Screengrab Flashback, 1987: Crispin Glover, Kicking Against the Prick

Posted by Phil Nugent



As our heroic Oscar show live-bloggers pointed out, the Academy Awards broadcast did clear up one pressing question: more than a week after Joaquin Phoenix's bizarre, bearded appearance on the David Letterman show, it's still open season on the actor turned rapper. This is kind of s shame, if only because James Wolcott seems to have been proven right in his speculation that all the slack-jawed fascination Phoenix inspired in his few minutes on Dave's couch has come at the price of a lack of serious attention and box office for the movie he was ostensibly promoting, Two Lovers, his latest collaboration with writer-director James Gray. Still unanswered, though, is the question of whether Phoenix is genuinely flaking out publicly (or worse), or if, as has been suggested, he's engaged in some Andy Kaufman-style prank or long-term Borat-type project. Though for some of us watching, the appearance summoned up not thoughts of either Sacha Baron Cohen or Latka's creator but Crispin Glover. If that's the role model that Phoenix meant to invoke, he's a rare bird indeed.

Glover's turn in the spotlight came in the summer of 1987, when he was supposed to be promoting Tim Hunter's River's Edge, the tragic-teen melodrama in which he had his biggest movie role to date. (Up to that time, he was best known for having played Michael J. Fox's father in Back to the Future.) Glover's freakish, hand-waving performance in River's Edge garnered mixed reviews at best, and it helped create a climate in which the still relatively little-known actor was widely perceived as something of an oddball. Even so, his Letterman appearance exceeded even the most baroque expectations. Acting as if he were about to keel over from anthrax, Glover boogied out onstage in thrift-shop clothing, platform shoes, and a fright wig, and began to frantically stammer about how the jackals in the media were writing about him as if he were some kind of weirdo. Apparently incited to demonstrate what a normal fellow he was by some girls in the audience who called out, "Nice shoes!", Glover made a muscle, invited his host to arm wrestle, then leaped up to demonstrate his ability to kick as high as the seated Letterman's head. He did in fact, kick very close to Letterman's head, which seemed to be the cue Dave was looking for to announce that their revels now were ended.

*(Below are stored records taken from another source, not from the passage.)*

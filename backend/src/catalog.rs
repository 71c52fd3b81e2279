//! Static reference data: outlets, the product catalog, and the user directory
//!
//! Seeded once at startup and immutable for the process lifetime. Brand
//! partition order follows catalog declaration order and is the row skeleton
//! of both the entry form and the pivot report.

use chrono::{NaiveDate, Utc};
use rust_decimal::Decimal;

use shared::models::{group_by_brand, BrandGroup, Outlet, Product, StockEntry, User, UserRole};
use shared::validation::normalize_email;

/// Immutable reference catalogs
#[derive(Debug, Clone)]
pub struct Catalog {
    outlets: Vec<Outlet>,
    products: Vec<Product>,
    users: Vec<User>,
}

fn outlet(id: &str, name: &str, location: &str) -> Outlet {
    Outlet {
        id: id.to_string(),
        name: name.to_string(),
        location: location.to_string(),
    }
}

fn product(id: &str, brand: &str, name: &str, mrp: i64) -> Product {
    Product {
        id: id.to_string(),
        name: name.to_string(),
        brand: brand.to_string(),
        mrp: Decimal::from(mrp),
    }
}

impl Catalog {
    /// Build the seeded reference data
    pub fn seed() -> Self {
        let outlets = vec![
            outlet("ot-1", "Downtown Central", "123 Main St"),
            outlet("ot-2", "Uptown Plaza", "456 North Ave"),
            outlet("ot-3", "East Side Hub", "789 East Blvd"),
        ];

        let products = vec![
            // Parle Agro
            product("p1", "Parle Agro", "Frooti Bottle 20", 20),
            product("p2", "Parle Agro", "Appy fizz", 20),
            product("p3", "Parle Agro", "B Fizz", 20),
            product("p4", "Parle Agro", "Parle Smoodh Toffee Caramel", 20),
            product("p5", "Parle Agro", "Parle Agro Smoodh Chocolate Mil", 20),
            product("p6", "Parle Agro", "Smoodh choco hasel nut", 20),
            product("p7", "Parle Agro", "Smoodh Lassi", 20),
            // PepsiCo
            product("p8", "PepsiCo- Beverages", "Pepsi Pet bottle", 20),
            product("p9", "PepsiCo- Beverages", "Tropicana", 20),
            product("p10", "PepsiCo- Beverages", "Mountain Dew Can", 60),
            product("p11", "PepsiCo- Beverages", "7uP", 20),
            // Cadbury
            product("p12", "Cadbury", "Perk (Rs 20)", 20),
            product("p13", "Cadbury", "Cadbury Fuse", 50),
            product("p14", "Cadbury", "Crispello Chocolate", 45),
            product("p15", "Cadbury", "Five star oreo", 50),
            product("p16", "Cadbury", "Oreo Biscuit", 30),
            // Britannia
            product("p17", "Britannia", "Good Day Cashew", 25),
            product("p18", "Britannia", "Good Day Choco", 30),
            product("p19", "Britannia", "Cake Gobbles 15", 15),
            product("p20", "Britannia", "Swiss Roll", 10),
        ];

        let users = vec![
            User {
                id: "u-1".to_string(),
                name: "Admin User".to_string(),
                email: "admin@system.com".to_string(),
                role: UserRole::Admin,
                outlet_id: None,
            },
            User {
                id: "u-2".to_string(),
                name: "John Refiller".to_string(),
                email: "john@system.com".to_string(),
                role: UserRole::Refiller,
                outlet_id: Some("ot-1".to_string()),
            },
        ];

        Self {
            outlets,
            products,
            users,
        }
    }

    pub fn outlets(&self) -> &[Outlet] {
        &self.outlets
    }

    pub fn products(&self) -> &[Product] {
        &self.products
    }

    pub fn outlet(&self, id: &str) -> Option<&Outlet> {
        self.outlets.iter().find(|o| o.id == id)
    }

    pub fn product(&self, id: &str) -> Option<&Product> {
        self.products.iter().find(|p| p.id == id)
    }

    /// Case-insensitive directory lookup used by sign-in
    pub fn user_by_email(&self, email: &str) -> Option<&User> {
        let needle = normalize_email(email);
        self.users
            .iter()
            .find(|u| normalize_email(&u.email) == needle)
    }

    /// Products partitioned into brand buckets, declaration order throughout
    pub fn products_by_brand(&self) -> Vec<BrandGroup> {
        group_by_brand(&self.products)
    }
}

/// Stock entries present before any submission
pub fn initial_stock_entries() -> Vec<StockEntry> {
    let seeded_at = Utc::now();
    let seed = |id: &str, product_id: &str, quantity: i64, amount: Decimal, date: NaiveDate| StockEntry {
        id: id.to_string(),
        outlet_id: "ot-1".to_string(),
        product_id: product_id.to_string(),
        quantity: Decimal::from(quantity),
        amount,
        entry_date: date,
        entered_by: "u-2".to_string(),
        created_at: seeded_at,
    };

    vec![
        seed(
            "s-init-1",
            "p1",
            120,
            Decimal::new(1_920_58, 2),
            NaiveDate::from_ymd_opt(2025, 6, 30).expect("valid seed date"),
        ),
        seed(
            "s-init-2",
            "p2",
            120,
            Decimal::new(1_920_24, 2),
            NaiveDate::from_ymd_opt(2025, 6, 30).expect("valid seed date"),
        ),
        seed(
            "s-init-3",
            "p8",
            120,
            Decimal::new(2_040_16, 2),
            NaiveDate::from_ymd_opt(2025, 6, 26).expect("valid seed date"),
        ),
    ]
}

In those pre-Internet days, word of what had gone down spread rapidly across college campuses, in some cases with VCR-recorded evidence that was disseminated with what we used to call "tape trees." (And I wore an onion on my belt, which was the style at the time.) Word was slow to get out that Glover was playing a character, Rubin, who would eventually be the focus of a barely seen feature film, 1991's Rubin and Ed, co-starring Howard Hessman and directed by Trent Harris (The Beaver Trilogy). This explanation fails to explain how Glover thought anyone not privy to this information could have been expected to watch him unravel with anything other than open-mouthed bewilderment, or why he thought that the notoriously crankly control freak Letterman would be delighted to watch him melt down on his time and feel the draft from his oversized clodhoppers tickle the side of his face.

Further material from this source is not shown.